Hippopotic hysterics

In today's department for things worth reading we bring an excerpt from Stephen Fry's The Hippopotamus, which could be described as a comic mystery novel - though there is no crime involved, only some vaguely magical healings with an ingenious solution in the end. Howlingly funny and full of little side stories like this one, which you will find towards the end:

When Gordon Fell was knighted in 1987 he threw a celebration binge afterwards at the Savoy.  Not the Dominion Club of course, as it should have been, but the Savoy. During the party he described to us the ceremony at Buckingham Palace. Gordie hadn't been the only man there that morning to be knighted, naturally. The Queen contrives to process dozens of candidates in one hit. They are disposed, it would seem, in rows of chairs, as at a lecture, while a band of the Guards plays anus-contractingly inappropriate tunes like "A Spoonful of Sugar" and "Chitty Chitty Bang Bang" in the background.
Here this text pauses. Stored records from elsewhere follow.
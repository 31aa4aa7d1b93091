use std::fs;
use std::path::Path;
use std::process::Command;

use polyphony_features::testing::scores::write_decay_table;
use polyphony_features::testing::signals::{sine, write_wav};
use polyphony_features::{Configuration, FeatureDatabase};
use serde_json::Value;

fn cli() -> Command {
    Command::new(env!("CARGO_BIN_EXE_feature_cli"))
}

fn write_inputs(root: &Path, config: &Configuration) {
    fs::create_dir_all(root.join("takes")).unwrap();
    let samples = sine(8192, config.sampling_frequency, 440.0, 0.4);
    write_wav(
        &root.join("takes/a4.wav"),
        &samples,
        config.sampling_frequency as u32,
    )
    .unwrap();
    fs::write(root.join("takes/a4.csv"), "69,0,8000\n").unwrap();
    write_decay_table(&root.join("decay.json"), config.representable_note_range).unwrap();
    fs::write(root.join("config.json"), config.to_json_pretty()).unwrap();
}

#[test]
fn config_prints_defaults() {
    let output = cli().arg("config").output().expect("failed to run feature_cli config");
    assert!(output.status.success());

    let stdout = String::from_utf8(output.stdout).expect("stdout UTF-8");
    let config: Configuration = serde_json::from_str(stdout.trim()).expect("configuration JSON");
    assert_eq!(config, Configuration::default());

    let output = cli()
        .args(["config", "--tracker"])
        .output()
        .expect("failed to run feature_cli config --tracker");
    let json: Value = serde_json::from_slice(&output.stdout).expect("tracker JSON");
    assert_eq!(json["lookahead"], 3);
}

#[test]
fn compile_then_shuffle_and_info() {
    let dir = tempfile::tempdir().unwrap();
    let root = dir.path();
    let config = Configuration {
        window_size: 1024,
        step_size: 256,
        ..Configuration::default()
    };
    write_inputs(root, &config);
    let dataset = root.join("dataset");

    let output = cli()
        .arg("compile")
        .arg("--input")
        .arg(root.join("takes"))
        .arg("--output")
        .arg(&dataset)
        .arg("--decay-table")
        .arg(root.join("decay.json"))
        .arg("--config")
        .arg(root.join("config.json"))
        .args(["--jobs", "1", "--chunk-rows", "4"])
        .output()
        .expect("failed to run feature_cli compile");
    assert!(
        output.status.success(),
        "compile failed: {}",
        String::from_utf8_lossy(&output.stderr)
    );
    let report: Value = serde_json::from_slice(&output.stdout).expect("compile report JSON");
    // (8192 - 1024) / 256 windows after the first hop
    assert_eq!(report["windows"], 28);
    assert_eq!(report["events"], 1);

    let output = cli()
        .arg("shuffle")
        .arg("--dataset")
        .arg(&dataset)
        .args(["--chunk-rows", "4", "--seed", "3"])
        .output()
        .expect("failed to run feature_cli shuffle");
    assert!(output.status.success());
    assert!(String::from_utf8_lossy(&output.stdout).contains("Shuffled 28 rows"));

    let output = cli()
        .arg("info")
        .arg("--dataset")
        .arg(&dataset)
        .output()
        .expect("failed to run feature_cli info");
    let stdout = String::from_utf8(output.stdout).unwrap();
    assert!(stdout.contains("/labels/notes"));
    assert_eq!(stdout.lines().count(), 12);

    assert_eq!(FeatureDatabase::open(&dataset).unwrap().window_count(), 28);
}

#[test]
fn track_reports_cursor_moves() {
    let dir = tempfile::tempdir().unwrap();
    let root = dir.path();
    let range = Configuration::default().representable_note_range;

    fs::write(root.join("reference.csv"), "60,0,100\n62,44100,100\n64,88200,100\n").unwrap();

    let step = |onset: f32, note: i32| {
        let mut notes = vec![0.0f32; range.count()];
        notes[(note - range.start) as usize] = 1.0;
        serde_json::json!({ "onset": onset, "notes": notes }).to_string()
    };
    let lines = [
        step(0.9, 60),
        step(0.0, 60),
        step(0.9, 64),
        step(0.0, 64),
    ];
    fs::write(root.join("predictions.jsonl"), lines.join("\n")).unwrap();

    let output = cli()
        .arg("track")
        .arg("--reference")
        .arg(root.join("reference.csv"))
        .arg("--predictions")
        .arg(root.join("predictions.jsonl"))
        .output()
        .expect("failed to run feature_cli track");
    assert!(
        output.status.success(),
        "track failed: {}",
        String::from_utf8_lossy(&output.stderr)
    );

    let stdout = String::from_utf8(output.stdout).unwrap();
    let moves: Vec<Value> = stdout
        .lines()
        .map(|line| serde_json::from_str(line).unwrap())
        .collect();
    assert_eq!(moves.len(), 1);
    assert_eq!(moves[0]["index"], 2);
    assert_eq!(moves[0]["beat"], 2.0);
}

#[test]
fn missing_dataset_fails() {
    let dir = tempfile::tempdir().unwrap();
    let output = cli()
        .arg("info")
        .arg("--dataset")
        .arg(dir.path().join("absent"))
        .output()
        .expect("failed to run feature_cli info");
    assert_eq!(output.status.code(), Some(1));
}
Gordon was due to kneel and be dubbed next in line after the self-important fool sitting beside him. This pompous little pip-squeak had wriggled his way into the chairmanship of some large charity or another and was now coming to collect what he regarded as his due reward.
    The figure introduced himself with pride and whispered, after Gordon had told him his name, "And what do you to, then? The diplomatic, is it?"
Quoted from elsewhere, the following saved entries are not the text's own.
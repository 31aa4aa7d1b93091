// Spectral module - Log-frequency band aggregation and flux
//
// Each band is centred on a note of the spectrum range and spans half a band
// to either side, measured in semitones. The interval is converted to
// fractional FFT bin positions; bin `i` owns the cell `[i - ½, i + ½)` and
// contributes in proportion to how much of that cell the band covers.
// Contiguous bands therefore re-sum to exactly the spectrum mass they span.

use crate::config::Configuration;
use crate::note::note_to_freq;

/// Fractional bin coverage for one band
#[derive(Debug, Clone)]
struct BandCoverage {
    first_bin: usize,
    weights: Vec<f64>,
}

/// Precomputed band aggregation for one configuration
#[derive(Debug, Clone)]
pub struct BandAggregator {
    bands: Vec<BandCoverage>,
}

impl BandAggregator {
    /// Build the band coverage table
    ///
    /// # Arguments
    /// * `config` - Supplies the band grid, window size and base frequency
    pub fn new(config: &Configuration) -> Self {
        let bin_count = config.window_size / 2;
        let base_frequency = config.base_frequency();
        let half_band = 0.5 / config.spectrum_resolution;

        let bands = (0..config.band_count())
            .map(|band| {
                let note = config.note_for_band(band);
                let lower = note_to_freq(note - half_band) / base_frequency;
                let upper = note_to_freq(note + half_band) / base_frequency;
                Self::coverage(lower, upper, bin_count)
            })
            .collect();

        Self { bands }
    }

    /// Weights of the bins overlapping `[lower, upper)` in bin units
    fn coverage(lower: f64, upper: f64, bin_count: usize) -> BandCoverage {
        let first = (lower + 0.5).floor().max(0.0) as usize;
        let last = ((upper + 0.5).floor().max(0.0) as usize).min(bin_count.saturating_sub(1));

        let weights = (first..=last)
            .map(|bin| {
                let cell_lo = bin as f64 - 0.5;
                let cell_hi = bin as f64 + 0.5;
                (upper.min(cell_hi) - lower.max(cell_lo)).max(0.0)
            })
            .collect();

        BandCoverage {
            first_bin: first,
            weights,
        }
    }

    pub fn band_count(&self) -> usize {
        self.bands.len()
    }

    /// Aggregate a spectrum into bands
    ///
    /// # Arguments
    /// * `spectrum` - Magnitude spectrum with `window_size / 2` bins
    ///
    /// # Returns
    /// One value per band
    pub fn aggregate(&self, spectrum: &[f64]) -> Vec<f64> {
        self.bands
            .iter()
            .map(|band| {
                band.weights
                    .iter()
                    .enumerate()
                    .filter_map(|(k, &w)| spectrum.get(band.first_bin + k).map(|v| v * w))
                    .sum()
            })
            .collect()
    }
}

/// Per-band difference `cur - prev`
///
/// # Panics
/// Panics if the inputs differ in length
pub fn flux(prev: &[f64], cur: &[f64]) -> Vec<f64> {
    assert_eq!(prev.len(), cur.len(), "flux inputs must have equal length");
    prev.iter().zip(cur).map(|(p, c)| c - p).collect()
}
    "I'm a painter," Gordie said.
    "Really?" said the fellow. "Not one of those awful moderns, I hope."
    "Oh no," said Gordon. "Of course I am not a modern painter. I was born in the sixteenth fucking century, wasn't I? I'm an Old Master, me."
    Not quite Buck House language, perhaps, but justifiable under the circumstances. The chap turned his shoulder on Gordie, disgusted that he could be sharing an honour with such an animal. Gordon pointedly scratched his groin and yawned.
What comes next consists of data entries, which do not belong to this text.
fn run_worker<F>(
    worker: usize,
    inputs: &[CompileInput],
    next_input: &AtomicUsize,
    gate: &ClaimGate,
    compile_one: &F,
    tx: mpsc::Sender<Message>,
) where
    F: Fn(&CompileInput) -> Result<FileResult, CompileError>,
{
    let _release = ReleaseOnPanic(gate);
    loop {
        let index = next_input.fetch_add(1, Ordering::Relaxed);
        let Some(input) = inputs.get(index) else {
            break;
        };
        if !gate.admit(index) {
            break;
        }

        let span = tracing::info_span!("compile_file", worker, index, audio = %input.audio.display());
        let _entered = span.enter();

        let result = compile_one(input);
        let failed = match &result {
            Ok(_) => false,
            Err(err) => {
                log_compile_error(err, "compile_file");
                true
            }
        };
        if tx.blocking_send((index, result)).is_err() || failed {
            break;
        }
    }
}

/// Keeps workers within `capacity` files of the writer
///
/// A worker holding input `index` starts on it only once fewer than
/// `capacity` files separate it from the next file the writer needs, so the
/// reorder buffer never holds more than `capacity` finished files.
struct ClaimGate {
    capacity: usize,
    state: Mutex<GateState>,
    advanced: Condvar,
}

#[derive(Debug, Default)]
struct GateState {
    written: usize,
    closed: bool,
}

impl ClaimGate {
    fn new(capacity: usize) -> Self {
        Self {
            capacity,
            state: Mutex::new(GateState::default()),
            advanced: Condvar::new(),
        }
    }

    /// Block until `index` may be compiled
    ///
    /// # Returns
    /// false once the writer has stopped
    fn admit(&self, index: usize) -> bool {
        let Ok(state) = self.state.lock() else {
            return false;
        };
        let capacity = self.capacity;
        match self.advanced.wait_while(state, |state| {
            !state.closed && index >= state.written + capacity
        }) {
            Ok(state) => !state.closed,
            Err(_) => false,
        }
    }

    /// Record that every file before `written` is stored
    fn advance(&self, written: usize) {
        if let Ok(mut state) = self.state.lock() {
            state.written = written;
        }
        self.advanced.notify_all();
    }

    fn close(&self) {
        if let Ok(mut state) = self.state.lock() {
            state.closed = true;
        }
        self.advanced.notify_all();
    }
}
// Peak feature generators - Peak heights and locations on the band grid
//
// Both generators keep per-instance state and must be reset at the start of
// every audio file so no history leaks between files.

use crate::analysis::peaks::SpectrumPoint;
use crate::config::Configuration;
use crate::note::freq_to_note;

/// Floor applied to window RMS values before averaging
pub const MIN_RMS: f64 = 0.0001;

/// Tallest peak per band, normalized by a moving average of window RMS
#[derive(Debug, Clone)]
pub struct PeakHeights {
    config: Configuration,
    rms_history: Vec<f64>,
    rms_history_index: usize,
    rms_average: f64,
    heights: Vec<f64>,
}

impl PeakHeights {
    pub fn new(config: &Configuration) -> Self {
        let mut generator = Self {
            config: config.clone(),
            rms_history: vec![MIN_RMS; config.rms_moving_average_size],
            rms_history_index: 0,
            rms_average: MIN_RMS,
            heights: vec![0.0; config.band_count()],
        };
        generator.reset();
        generator
    }

    /// Clear the RMS history and heights
    pub fn reset(&mut self) {
        self.rms_history.fill(MIN_RMS);
        self.rms_history_index = 0;
        self.rms_average = MIN_RMS;
        self.heights.fill(0.0);
    }

    /// Current mean of the RMS ring buffer
    pub fn rms_average(&self) -> f64 {
        self.rms_average
    }

    pub fn data(&self) -> &[f64] {
        &self.heights
    }

    /// Push the window RMS and recompute heights from `peaks`
    pub fn update(&mut self, peaks: &[SpectrumPoint], rms: f64) {
        let safe_rms = rms.max(MIN_RMS);
        let scale = 1.0 / self.rms_history.len() as f64;

        self.rms_average += (safe_rms - self.rms_history[self.rms_history_index]) * scale;
        self.rms_history[self.rms_history_index] = safe_rms;
        self.rms_history_index = (self.rms_history_index + 1) % self.rms_history.len();

        self.heights.fill(0.0);
        let band_count = self.heights.len() as i64;
        for peak in peaks {
            let band = self.config.band_for_note(freq_to_note(peak.frequency));
            if (0..band_count).contains(&band) {
                let slot = &mut self.heights[band as usize];
                *slot = slot.max(peak.magnitude / self.rms_average);
            }
        }
    }
}

/// Proximity of the tallest peak in each band to the band centre
#[derive(Debug, Clone)]
pub struct PeakLocations {
    config: Configuration,
    locations: Vec<f64>,
}

impl PeakLocations {
    pub fn new(config: &Configuration) -> Self {
        Self {
            config: config.clone(),
            locations: vec![0.0; config.band_count()],
        }
    }

    pub fn reset(&mut self) {
        self.locations.fill(0.0);
    }

    pub fn data(&self) -> &[f64] {
        &self.locations
    }

    /// Recompute locations from `peaks`
    ///
    /// Each band holds `max(0, 1 - |note(peak) - note(band)|)` for the tallest
    /// peak landing in it, 0 if none does.
    pub fn update(&mut self, peaks: &[SpectrumPoint]) {
        let band_count = self.locations.len();
        let mut tallest: Vec<Option<SpectrumPoint>> = vec![None; band_count];

        for peak in peaks {
            let band = self.config.band_for_note(freq_to_note(peak.frequency));
            if band < 0 || band >= band_count as i64 {
                continue;
            }
            let slot = &mut tallest[band as usize];
            match slot {
                Some(existing) if existing.magnitude >= peak.magnitude => {}
                _ => *slot = Some(*peak),
            }
        }

        for (band, peak) in tallest.into_iter().enumerate() {
            self.locations[band] = match peak {
                Some(peak) => {
                    let distance = (self.config.note_for_band(band) - freq_to_note(peak.frequency)).abs();
                    (1.0 - distance).max(0.0)
                }
                None => 0.0,
            };
        }
    }
}
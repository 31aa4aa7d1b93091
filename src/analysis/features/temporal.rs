// Temporal module - Time-domain window statistics

/// Root mean square of a window
///
/// # Returns
/// RMS amplitude, 0.0 for an empty window
pub fn rms(audio: &[f32]) -> f64 {
    if audio.is_empty() {
        return 0.0;
    }
    let sum_squares: f64 = audio.iter().map(|&x| x as f64 * x as f64).sum();
    (sum_squares / audio.len() as f64).sqrt()
}
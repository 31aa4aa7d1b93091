// Analysis module - Spectral frontend and peak extraction
//
// This module holds the DSP half of the compiler: windowed spectra, band
// aggregation, peak picking and the per-band peak generators. The label half
// lives in `labels`.
//
// Architecture:
// - features: FeatureBuilder coordinating FFT, bands and generators
// - peaks: PeakExtractor (local maxima, height filter, distance dedup)
// - peak_features: PeakHeights / PeakLocations with per-file reset

pub mod features;
pub mod peak_features;
pub mod peaks;

pub use features::{Feature, FeatureBuilder};
pub use peaks::{PeakExtractor, SpectrumPoint};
    Anyway, the turn came for the charity weasel to kneel and be serviced. It so fell out that this investiture into the Knights Commander of the Crawling Toads, or whatever order it was that he was in line for, took place unaccompanied by melody, the band being engaged in taking the sheet music of "Consider Yourself" off their stands and replacing it with "Born Free". her Maj's sword tapped the man's shoulders in hushed silence and he rose to an upright position with becoming dignity, bowing his head with a crisp snap that would have shamed an equerry. As he did so his nervous, uptight and excitable system delivered itself of an astoundingly sustained and quite startlingly loud fart. The monarch stepped backwards, which was all part of the programme as it happened, but which seemed to everyone present to be an involuntary reaction to the man's violent rip. The expression on his face as he trailed miserably down the aisle was one of deepest woe. Every person in the room stared at him or, worse, waited until he was level with them and then averted their eyes. Gordon, passing him in the aisle as he made his own way to the steps of the throne, murmured in a growl audible to all, "Don't worry, old boy. She'll be used to it. Keeps plenty of dogs and horses, don't forget."
    The lips of the Queen, according to Gordie, were seen to curve into a smile at this and she detained him in conversation for longer than anyone else. When he returned to his seat next to the still-scarlet farter, Sir Gordon rasped out, in time with the band which was now operative again, "Bo-orn free, a-free as the WIND BLOWS."
    Being the vindictive sod that he is, Gordie didn't stop there, naturally. In the mêlée of press that gathered outside the palace and especially around him, he was asked how the occasion had gone.
    "That man over there," Gordon said, pointing at the chap, who was standing with his wife and only a photographer from a local Hampshire newspaper to bolster his self-esteem, "let out the most extraordinary fart, virtually in the sovereign's face. Quite astonishing. Some kind of anarchist, I suppose."
    The pack flew to the spot like flies to a cow-pat and the pathetic creature was last seen streaking down the Mall, his silk topper bouncing on the pavement behind him. He lost his hat, his reputation and in all probability his wife in one Gordon Fell swoop. Never insult a painter. Not worth it.

Highly recommended!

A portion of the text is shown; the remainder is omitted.